Bolting is not (quite) the controversial activity it was thirty years ago. Ethics of bolting have stabilised and become generally accepted.
There have been many meetings at which bolting has been discussed. This has always been and still remains a controversial subject in Cumbria. The spread of bolts in countries around the world has been infectious and many locations are now entirely dominated by sport climbs.
Trad climbing is still alive and kicking in many places and especially in Britain, where it lives side by side with sport climbing. Trad climbing is a precious activity and must be preserved. It is important to control the use of bolts on the crags and existing climbs (including classic "scare" routes).

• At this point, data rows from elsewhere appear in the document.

//! Careerpath - terminal client for the career-guidance chat.

mod chat;
mod render;

use std::path::PathBuf;
use std::process::ExitCode;

use anyhow::{Context, Result};
use clap::{Parser, Subcommand, ValueEnum};
use tracing::{error, info};
use tracing_subscriber::{EnvFilter, layer::SubscriberExt, util::SubscriberInitExt};

use careerpath_client::{
    ChatRequest, ChatSession, ClientConfig, CsQuizAnswers, Endpoint, FlowPayload, Transcript,
};

/// Career guidance chat in the terminal
#[derive(Parser)]
#[command(name = "careerpath")]
#[command(about = "Terminal client for the careerpath guidance API")]
#[command(version)]
struct Args {
    /// Configuration file path
    #[arg(short, long, global = true)]
    config: Option<PathBuf>,

    /// Server base URL (overrides config and CAREERPATH_API_URL)
    #[arg(long, global = true)]
    api_url: Option<String>,

    /// Model selector, e.g. gemini or custom_mistral
    #[arg(short, long, global = true)]
    model: Option<String>,

    /// Log level
    #[arg(long, default_value = "warn", global = true)]
    log_level: String,

    /// Enable JSON logging
    #[arg(long, global = true)]
    json_logs: bool,

    #[command(subcommand)]
    command: Command,
}

#[derive(Subcommand)]
enum Command {
    /// Interactive conversation
    Chat {
        #[arg(long, value_enum, default_value_t = Mode::Rag)]
        mode: Mode,

        /// Wait for the whole reply instead of streaming it
        #[arg(long)]
        no_stream: bool,

        /// JSON file with a quiz profile for the chatbot
        #[arg(long)]
        quiz_data: Option<PathBuf>,
    },

    /// Ask a single question
    Ask {
        message: String,

        #[arg(long, value_enum, default_value_t = Mode::Rag)]
        mode: Mode,

        #[arg(long)]
        no_stream: bool,
    },

    /// General career quiz
    Quiz {
        /// One answer per question, in order
        #[arg(short, long = "answer", required = true)]
        answers: Vec<String>,

        /// Continue with the chatbot after the recommendation
        #[arg(long)]
        chat: bool,
    },

    /// Computer-science career quiz
    CsQuiz {
        #[command(flatten)]
        answers: CsQuizArgs,

        /// Continue with the chatbot after the recommendation
        #[arg(long)]
        chat: bool,
    },

    /// Analyze a CV from its extracted text
    AnalyzeCv {
        /// Plain-text CV
        #[arg(short, long)]
        file: PathBuf,
    },
}

/// Which conversation backend to talk to.
#[derive(Debug, Clone, Copy, ValueEnum)]
enum Mode {
    /// Career guidance grounded on the knowledge base
    Rag,
    /// General chatbot
    Chatbot,
    /// Temporary knowledge base, replies carry sources
    Kb,
}

impl Mode {
    fn endpoint(self, stream: bool) -> Endpoint {
        match (self, stream) {
            (Mode::Rag, true) => Endpoint::ChatStream,
            (Mode::Rag, false) => Endpoint::Chat,
            (Mode::Chatbot, true) => Endpoint::ChatbotStream,
            (Mode::Chatbot, false) => Endpoint::Chatbot,
            (Mode::Kb, true) => Endpoint::KnowledgeBaseChatStream,
            (Mode::Kb, false) => Endpoint::KnowledgeBaseChat,
        }
    }
}

#[derive(clap::Args)]
struct CsQuizArgs {
    #[arg(long)]
    gpa: f64,
    #[arg(long, default_value = "Computer Science")]
    major: String,
    /// Python skill level
    #[arg(long, default_value = "Beginner")]
    python: String,
    /// SQL skill level
    #[arg(long, default_value = "Beginner")]
    sql: String,
    /// Java skill level
    #[arg(long, default_value = "Beginner")]
    java: String,
    /// Interested domains (up to two)
    #[arg(long = "domain", num_args = 1..=2)]
    domains: Vec<String>,
    /// Notable projects (up to three)
    #[arg(long = "project", num_args = 1..=3)]
    projects: Vec<String>,
}

impl From<CsQuizArgs> for CsQuizAnswers {
    fn from(args: CsQuizArgs) -> Self {
        let nth = |items: &[String], i: usize| items.get(i).cloned().unwrap_or_default();
        Self {
            gpa: args.gpa,
            major: args.major,
            python: args.python,
            sql: args.sql,
            java: args.java,
            interested_domain_1: nth(&args.domains, 0),
            interested_domain_2: nth(&args.domains, 1),
            projects_1: nth(&args.projects, 0),
            projects_2: nth(&args.projects, 1),
            projects_3: nth(&args.projects, 2),
        }
    }
}

fn setup_logging(level: &str, json: bool) {
    let filter = EnvFilter::try_from_default_env().unwrap_or_else(|_| EnvFilter::new(level));

    let subscriber = tracing_subscriber::registry().with(filter);

    // stdout carries the conversation
    if json {
        subscriber
            .with(tracing_subscriber::fmt::layer().json().with_writer(std::io::stderr))
            .init();
    } else {
        subscriber
            .with(tracing_subscriber::fmt::layer().pretty().with_writer(std::io::stderr))
            .init();
    }
}

fn load_config(args: &Args) -> Result<ClientConfig> {
    let mut config = ClientConfig::discover(args.config.as_deref())?;
    if let Some(url) = &args.api_url {
        config.base_url = url.clone();
    }
    if let Some(model) = &args.model {
        config.model = model.clone();
    }
    config.validate()?;
    Ok(config)
}

#[tokio::main]
async fn main() -> ExitCode {
    let args = Args::parse();

    setup_logging(&args.log_level, args.json_logs);

    let config = match load_config(&args) {
        Ok(c) => c,
        Err(e) => {
            error!("Failed to load configuration: {e:#}");
            eprintln!("careerpath: {e:#}");
            return ExitCode::FAILURE;
        }
    };
    info!(base_url = %config.base_url, model = %config.model, "Using server");

    match run(args.command, &config).await {
        Ok(()) => ExitCode::SUCCESS,
        Err(e) => {
            error!("{e:#}");
            eprintln!("careerpath: {e:#}");
            ExitCode::FAILURE
        }
    }
}

async fn run(command: Command, config: &ClientConfig) -> Result<()> {
    let mut session = ChatSession::from_config(config)?;

    match command {
        Command::Chat {
            mode,
            no_stream,
            quiz_data,
        } => {
            let endpoint = mode.endpoint(!no_stream);
            let flow = match quiz_data {
                Some(path) => {
                    let raw = std::fs::read_to_string(&path)
                        .with_context(|| format!("failed to read {}", path.display()))?;
                    let data: serde_json::Value = serde_json::from_str(&raw)
                        .with_context(|| format!("{} is not valid JSON", path.display()))?;
                    FlowPayload::QuizData(data)
                }
                None => FlowPayload::None,
            };
            chat::interactive(&mut session, |text| {
                ChatRequest::new(endpoint, text).with_flow(flow.clone())
            })
            .await
        }

        Command::Ask {
            message,
            mode,
            no_stream,
        } => {
            let report =
                chat::stream_reply(&mut session, ChatRequest::new(mode.endpoint(!no_stream), message))
                    .await?;
            anyhow::ensure!(report.is_success(), "no reply received");
            Ok(())
        }

        Command::Quiz {
            answers,
            chat: follow_up,
        } => {
            let text = format!("Here are my quiz answers: {}", answers.join(", "));
            let request = ChatRequest::new(Endpoint::CareerQuiz, text)
                .with_flow(FlowPayload::QuizAnswers(answers.clone()));
            let profile = serde_json::json!({ "answers": answers });
            quiz_then_chat(&mut session, config, request, profile, follow_up).await
        }

        Command::CsQuiz {
            answers,
            chat: follow_up,
        } => {
            let answers = CsQuizAnswers::from(answers);
            let profile = serde_json::to_value(&answers)?;
            let request = ChatRequest::new(Endpoint::CsCareerQuiz, "Here are my CS quiz answers")
                .with_flow(FlowPayload::CsQuiz(answers));
            quiz_then_chat(&mut session, config, request, profile, follow_up).await
        }

        Command::AnalyzeCv { file } => {
            let cv_text = std::fs::read_to_string(&file)
                .with_context(|| format!("failed to read {}", file.display()))?;
            anyhow::ensure!(!cv_text.trim().is_empty(), "{} is empty", file.display());
            let request = ChatRequest::new(Endpoint::AnalyzeCv, "Analyze my CV")
                .with_flow(FlowPayload::CvText(cv_text));
            let report = chat::stream_reply(&mut session, request).await?;
            anyhow::ensure!(report.is_success(), "no analysis received");
            Ok(())
        }
    }
}

/// Show the quiz recommendation, then optionally hand the conversation to
/// the chatbot with the quiz profile as context.
async fn quiz_then_chat(
    session: &mut ChatSession,
    config: &ClientConfig,
    request: ChatRequest,
    profile: serde_json::Value,
    follow_up: bool,
) -> Result<()> {
    let report = chat::stream_reply(session, request).await?;
    anyhow::ensure!(report.is_success(), "no recommendation received");
    if !follow_up {
        return Ok(());
    }

    println!("Ask follow-up questions, /exit to quit.");
    let transcript = Transcript::from_messages(report.transcript.messages().to_vec());
    let mut follow = ChatSession::from_config(config)?.with_transcript(transcript);
    chat::interactive(&mut follow, |text| {
        ChatRequest::new(Endpoint::ChatbotStream, text)
            .with_flow(FlowPayload::QuizData(profile.clone()))
    })
    .await
}
//! Descriptor tables for the telegram decoder (§4.B, §9 "Descriptor-driven
//! parsing").
//!
//! Each `(source, type)` combination the decoder understands maps to a
//! static list of [`Descriptor`]s. One generic applier (`apply`) walks the
//! list and fires a descriptor only when the frame's payload fully covers
//! the bytes it needs — this is what makes the `canAccess` bounds check
//! uniform across every parser instead of being hand-rolled per message.

use crate::frame::Frame;
use crate::value::{SubType, Type, Value};

/// One static extraction rule: where to look in the frame's logical address
/// space, and what kind of [`Value`] to build from what's there.
#[derive(Debug, Clone, Copy)]
pub enum Descriptor {
    Numeric {
        offset: usize,
        width: usize,
        divider: u32,
        ty: Type,
        subtype: SubType,
    },
    Boolean {
        offset: usize,
        bit: u8,
        ty: Type,
        subtype: SubType,
    },
    Enumeration {
        offset: usize,
        ty: Type,
        subtype: SubType,
    },
}

/// Apply every descriptor in `table` to `frame`, calling `emit` for each one
/// whose bytes are fully present. Descriptors whose window falls outside
/// the payload simply don't fire — no error, no partial read.
pub fn apply(table: &[Descriptor], frame: &Frame, emit: &mut impl FnMut(Value)) {
    for d in table {
        match *d {
            Descriptor::Numeric {
                offset,
                width,
                divider,
                ty,
                subtype,
            } => {
                if let Some(bytes) = frame.logical_bytes(offset, width) {
                    emit(Value::numeric(ty, subtype, bytes, divider));
                }
            }
            Descriptor::Boolean {
                offset,
                bit,
                ty,
                subtype,
            } => {
                if let Some(bytes) = frame.logical_bytes(offset, 1) {
                    emit(Value::boolean(ty, subtype, bytes[0], bit));
                }
            }
            Descriptor::Enumeration { offset, ty, subtype } => {
                if let Some(bytes) = frame.logical_bytes(offset, 1) {
                    emit(Value::enumeration(ty, subtype, bytes[0]));
                }
            }
        }
    }
}

/// Width, in bytes, of one error-log record (§4.B error-record parser).
pub const ERROR_RECORD_WIDTH: usize = 13;

pub fn uba_monitor_fast() -> &'static [Descriptor] {
    use Descriptor::*;
    &[
        Numeric { offset: 0, width: 1, divider: 1, ty: Type::SollTemp, subtype: SubType::Kessel },
        Numeric { offset: 1, width: 2, divider: 10, ty: Type::IstTemp, subtype: SubType::Kessel },
        Boolean { offset: 11, bit: 0, ty: Type::BrennerAktiv, subtype: SubType::Kessel },
        Boolean { offset: 11, bit: 1, ty: Type::FlammeAktiv, subtype: SubType::Kessel },
        Boolean { offset: 11, bit: 2, ty: Type::PumpeAktiv, subtype: SubType::Kessel },
        Numeric { offset: 14, width: 2, divider: 10, ty: Type::Flammenstrom, subtype: SubType::Kessel },
    ]
}

pub fn uba_monitor_slow() -> &'static [Descriptor] {
    use Descriptor::*;
    &[
        Numeric { offset: 0, width: 2, divider: 10, ty: Type::IstTemp, subtype: SubType::Abgas },
        Numeric { offset: 11, width: 3, divider: 1, ty: Type::BrennerStarts, subtype: SubType::Kessel },
        Numeric { offset: 14, width: 3, divider: 1, ty: Type::BrennerLaufzeit, subtype: SubType::Kessel },
    ]
}

pub fn uba_parameters() -> &'static [Descriptor] {
    use Descriptor::*;
    &[
        Numeric { offset: 1, width: 1, divider: 1, ty: Type::SollTemp, subtype: SubType::Kessel },
        Boolean { offset: 0, bit: 0, ty: Type::Freigegeben, subtype: SubType::Kessel },
    ]
}

pub fn ww_parameters() -> &'static [Descriptor] {
    use Descriptor::*;
    &[
        Numeric { offset: 1, width: 1, divider: 1, ty: Type::SollTemp, subtype: SubType::WW },
        // bit 0: warm-water heating enabled; bit 1: thermal disinfection enabled.
        Boolean { offset: 0, bit: 0, ty: Type::Aktivierung, subtype: SubType::WW },
        Boolean { offset: 0, bit: 1, ty: Type::Aktivierung, subtype: SubType::Zirkulation },
        Enumeration { offset: 2, ty: Type::Schaltpunkte, subtype: SubType::Zirkulation },
    ]
}

pub fn ww_monitor() -> &'static [Descriptor] {
    use Descriptor::*;
    &[
        Numeric { offset: 1, width: 2, divider: 10, ty: Type::IstTemp, subtype: SubType::WW },
        Boolean { offset: 3, bit: 0, ty: Type::PumpeAktiv, subtype: SubType::WW },
        Boolean { offset: 3, bit: 1, ty: Type::ZirkPumpeAktiv, subtype: SubType::Zirkulation },
    ]
}

pub fn outdoor_temperature() -> &'static [Descriptor] {
    use Descriptor::*;
    &[Numeric { offset: 0, width: 2, divider: 10, ty: Type::IstTemp, subtype: SubType::Aussen }]
}

/// HK1/HK2 monitor numeric/boolean fields, excluding the kennlinie triple
/// and the conditional temperature-change field (§4.B handles those
/// separately since they're not simple always-fire descriptors).
pub fn hk_monitor(subtype: SubType) -> Vec<Descriptor> {
    use Descriptor::*;
    vec![
        Boolean { offset: 0, bit: 0, ty: Type::Freigegeben, subtype },
        Numeric { offset: 1, width: 1, divider: 2, ty: Type::Tagsoll, subtype },
        Numeric { offset: 2, width: 2, divider: 10, ty: Type::IstTemp, subtype },
        Numeric { offset: 4, width: 1, divider: 2, ty: Type::Nachtsoll, subtype },
    ]
}

pub fn wm_temp1() -> &'static [Descriptor] {
    use Descriptor::*;
    &[Numeric { offset: 0, width: 2, divider: 10, ty: Type::IstTemp, subtype: SubType::Ruecklauf }]
}

pub fn wm_temp2() -> &'static [Descriptor] {
    use Descriptor::*;
    &[Numeric { offset: 0, width: 2, divider: 10, ty: Type::IstTemp, subtype: SubType::HK1 }]
}

pub fn mm_temperatures() -> &'static [Descriptor] {
    use Descriptor::*;
    &[
        Numeric { offset: 0, width: 2, divider: 10, ty: Type::IstTemp, subtype: SubType::HK2 },
        Numeric { offset: 2, width: 2, divider: 10, ty: Type::IstTemp, subtype: SubType::Ruecklauf },
    ]
}
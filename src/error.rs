//! Error types for the bus gateway and the command-connection layer.
//!
//! Mirrors the teacher's habit of one small [`thiserror`]-derived enum per
//! concern rather than a single crate-wide catch-all: decode failures,
//! gateway I/O failures, and command outcomes are distinct types because
//! callers handle them differently (§7 of the design doc).

use thiserror::Error;

/// A single telegram could not be sent or received on the bus.
///
/// Recoverable: the connection that triggered the send is told `ERR:BUS`;
/// the server and every other connection continue unaffected.
#[derive(Debug, Error)]
pub enum GatewayError {
    #[error("bus I/O error: {0}")]
    Io(#[from] std::io::Error),
    #[error("bus link closed")]
    Closed,
}

/// Result of parsing and dispatching one command line (§4.F `Outcome`).
#[derive(Debug, Error)]
pub enum CommandError {
    #[error("unrecognised command")]
    InvalidCmd,
    #[error("recognised command with invalid arguments")]
    InvalidArgs,
    #[error("no matching bus reply within the deadline")]
    Timeout,
    #[error("bus send failed: {0}")]
    Bus(#[from] GatewayError),
}

impl CommandError {
    /// The short textual marker sent back to the client for this outcome.
    pub fn marker(&self) -> &'static str {
        match self {
            CommandError::InvalidCmd => "ERR:CMD",
            CommandError::InvalidArgs => "ERR:ARGS",
            CommandError::Timeout => "ERR:TIMEOUT",
            CommandError::Bus(_) => "ERR:BUS",
        }
    }
}
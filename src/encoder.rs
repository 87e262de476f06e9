//! Telegram encoder (component C, §4.C): serialises an outbound command
//! into the on-wire byte layout.

use crate::address::POLL_OR_RESPONSE_BIT;

/// Serialise one outbound command.
///
/// The source byte is omitted — the link layer inserts it. If
/// `expect_response` is set, the destination's high bit is set to request
/// one.
pub fn build(dest: u8, type_id: u8, offset: u8, payload: &[u8], expect_response: bool) -> Vec<u8> {
    let dest = if expect_response { dest | POLL_OR_RESPONSE_BIT } else { dest };
    let mut out = Vec::with_capacity(3 + payload.len());
    out.push(dest);
    out.push(type_id);
    out.push(offset);
    out.extend_from_slice(payload);
    out
}

/// Build a plain read request: no payload, response expected.
pub fn read_request(dest: u8, type_id: u8, offset: u8) -> Vec<u8> {
    build(dest, type_id, offset, &[], true)
}

/// Build a single-byte scaled-float write, e.g. a temperature setpoint.
///
/// `value` is multiplied by `divider` and truncated to the nearest byte;
/// the controller acknowledges writes without echoing the value, so no
/// response is requested.
pub fn write_scaled_u8(dest: u8, type_id: u8, offset: u8, value: f32, divider: u32) -> Vec<u8> {
    let raw = (value * divider as f32).round() as u8;
    build(dest, type_id, offset, &[raw], false)
}
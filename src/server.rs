//! Command server (component E, §4.E): accepts TCP clients and spawns one
//! connection task each, tracking the live set in a `slab`-backed arena
//! (§9 "Design Notes — Shared ownership of connections") rather than a
//! `Vec` of `Arc<Connection>` handles that would need manual pruning.

use std::net::SocketAddr;
use std::sync::{Arc, Mutex};
use std::time::Duration;

use slab::Slab;
use tokio::net::{TcpListener, TcpStream};
use tokio::sync::mpsc;

use crate::connection;
use crate::frame::Frame;
use crate::gateway::Gateway;
use crate::router::{LiveConnections, RouterHandle};

/// Accepts client connections and keeps the router's live set up to date.
pub struct CommandServer<G: ?Sized> {
    gateway: Arc<G>,
    connections: LiveConnections,
    reply_timeout: Duration,
}

impl<G: Gateway + ?Sized + 'static> CommandServer<G> {
    pub fn new(gateway: Arc<G>, reply_timeout: Duration) -> CommandServer<G> {
        CommandServer { gateway, connections: Arc::new(Mutex::new(Slab::new())), reply_timeout }
    }

    /// A handle the gateway-pump loop uses to route inbound PC-directed
    /// frames to every connection this server is holding open.
    pub fn router_handle(&self) -> RouterHandle {
        RouterHandle::new(self.connections.clone())
    }

    /// Accept connections on an already-bound listener until it errors.
    ///
    /// Takes an owned `TcpListener` rather than a `SocketAddr` so that
    /// binding and serving are separate steps — tests can bind an
    /// ephemeral port and learn its address before anything starts
    /// accepting on it.
    pub async fn serve(&self, listener: TcpListener) -> std::io::Result<()> {
        let addr = listener.local_addr()?;
        tracing::info!(%addr, "command server listening");
        loop {
            let (socket, peer) = listener.accept().await?;
            self.spawn_connection(socket, peer);
        }
    }

    fn spawn_connection(&self, socket: TcpStream, peer: SocketAddr) {
        let (tx, rx) = mpsc::unbounded_channel::<Frame>();
        let id = self.connections.lock().unwrap().insert(tx);
        let connections = self.connections.clone();
        let gateway = self.gateway.clone();
        let reply_timeout = self.reply_timeout;
        tracing::debug!(%peer, id, "command connection accepted");
        tokio::spawn(async move {
            connection::run(gateway, socket, rx, reply_timeout).await;
            connections.lock().unwrap().remove(id);
            tracing::debug!(%peer, id, "command connection closed");
        });
    }
}

#[cfg(test)]
mod tests {
    use super::*;
    use crate::gateway::test_support::RecordingGateway;
    use tokio::io::{AsyncReadExt, AsyncWriteExt};

    #[tokio::test]
    async fn accepts_a_connection_and_answers_a_write_command() {
        let gateway = Arc::new(RecordingGateway::new());
        let server = Arc::new(CommandServer::new(gateway.clone(), Duration::from_millis(200)));
        let listener = TcpListener::bind("127.0.0.1:0").await.unwrap();
        let addr = listener.local_addr().unwrap();

        let accept_server = server.clone();
        tokio::spawn(async move {
            let _ = accept_server.serve(listener).await;
        });

        let mut client = TcpStream::connect(addr).await.unwrap();
        client.write_all(b"ww temp set 55\n").await.unwrap();
        let mut buf = [0u8; 64];
        let n = client.read(&mut buf).await.unwrap();
        assert_eq!(&buf[..n], b"OK\n");
    }
}
//! Bus gateway (component D, §4.D): the abstract physical-link contract the
//! core consumes, plus one concrete implementation for the common
//! deployment of this controller family — a serial-to-TCP bridge (e.g.
//! ser2net) sitting between this process and the actual bus.
//!
//! The abstraction itself is what spec.md covers; `TcpGateway` is ambient
//! plumbing needed to make the crate runnable (§10 of the design doc), not
//! part of the protocol specification.

use bytes::{Bytes, BytesMut};
use futures_util::{SinkExt, StreamExt};
use std::net::SocketAddr;
use tokio::net::TcpStream;
use tokio::sync::mpsc;
use tokio_util::codec::{Framed, LengthDelimitedCodec};

use crate::error::GatewayError;
use crate::frame::Frame;

/// What the core needs from a physical bus link: a thread-safe way to send
/// a frame, and — out of band, via whatever channel the implementation was
/// constructed with — delivery of inbound frames in receive order.
pub trait Gateway: Send + Sync {
    /// Enqueue one frame for transmission on the bus.
    fn send(&self, frame: &[u8]) -> Result<(), GatewayError>;
}

/// A `Gateway` backed by a TCP connection to a serial bridge that frames
/// each bus telegram as one length-delimited TCP segment.
pub struct TcpGateway {
    outbound: mpsc::UnboundedSender<Bytes>,
}

impl TcpGateway {
    /// Connect to `addr` and start forwarding. Every frame the bridge
    /// delivers is decoded and pushed onto `inbound`, in order; the caller
    /// is expected to drain `inbound` on the same reactor that drives the
    /// rest of the core (§5).
    pub async fn connect(
        addr: SocketAddr,
        inbound: mpsc::UnboundedSender<Frame>,
    ) -> Result<TcpGateway, GatewayError> {
        let stream = TcpStream::connect(addr).await?;
        let framed = Framed::new(stream, LengthDelimitedCodec::new());
        let (mut sink, mut source) = framed.split();

        let (tx, mut rx) = mpsc::unbounded_channel::<Bytes>();
        tokio::spawn(async move {
            while let Some(bytes) = rx.recv().await {
                if sink.send(bytes).await.is_err() {
                    break;
                }
            }
        });

        tokio::spawn(async move {
            while let Some(item) = source.next().await {
                match item {
                    Ok(bytes) => {
                        if let Some(frame) = Frame::parse(bytes.freeze()) {
                            if inbound.send(frame).is_err() {
                                break;
                            }
                        } else {
                            tracing::debug!("discarding undersized frame from bridge");
                        }
                    }
                    Err(err) => {
                        tracing::warn!(%err, "bridge connection read error");
                        break;
                    }
                }
            }
        });

        Ok(TcpGateway { outbound: tx })
    }
}

impl Gateway for TcpGateway {
    fn send(&self, frame: &[u8]) -> Result<(), GatewayError> {
        let mut buf = BytesMut::with_capacity(frame.len());
        buf.extend_from_slice(frame);
        self.outbound.send(buf.freeze()).map_err(|_| GatewayError::Closed)
    }
}

#[cfg(test)]
pub mod test_support {
    //! A trivial in-process `Gateway` for exercising the command layer
    //! without a real bus.
    use super::*;
    use std::sync::Mutex;

    pub struct RecordingGateway {
        pub sent: Mutex<Vec<Vec<u8>>>,
    }

    impl RecordingGateway {
        pub fn new() -> RecordingGateway {
            RecordingGateway { sent: Mutex::new(Vec::new()) }
        }
    }

    impl Gateway for RecordingGateway {
        fn send(&self, frame: &[u8]) -> Result<(), GatewayError> {
            self.sent.lock().unwrap().push(frame.to_vec());
            Ok(())
        }
    }

    pub struct FailingGateway;

    impl Gateway for FailingGateway {
        fn send(&self, _frame: &[u8]) -> Result<(), GatewayError> {
            Err(GatewayError::Closed)
        }
    }
}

The bolt fund will only install and supply bolts for routes and crags agreed by the local climbing community at local BMC meets, along with the permission of the landowner.
The cliffs we climb on are a finite resource and it is up to us to preserve them for future generations.
The rusting remnants of previous bolting eras are a common and unsightly feature of many older cliffs. Many routes are on their fifth generation of bolts and while the widespread use nowadays of stainless steel bolts will slow down the pace of decay the problem of what to do years to come is a serious one. Poorly placed bolts, unsuitable materials, and misuse by climbers are all issues that have led to wholesale bolt replacement.
The use of stainless steel glue-in bolts, correctly treated to reduce corrosion and carefully glued in place will enormously extend the lifespan of the protection, while for lower-offs the issue of wear can only be addressed by making them replaceable or of thicker material, we do both.
But no matter how strong or thick bolts are made the issue of replacement will sooner or later arise and to avoid adding to the number of holes and "dead" bolts in the cliff the old bolts should be removed and the hole re-used, ideally, this will be then repeated indefinitely.
All Bolts we use are removable and the hole can be re-used. We have specifically designed our bolts to be removable at a later date, then simply drilling out the old glue allows a new bolt to be glued in. This is the only long term way to ensure the continued use of the rock.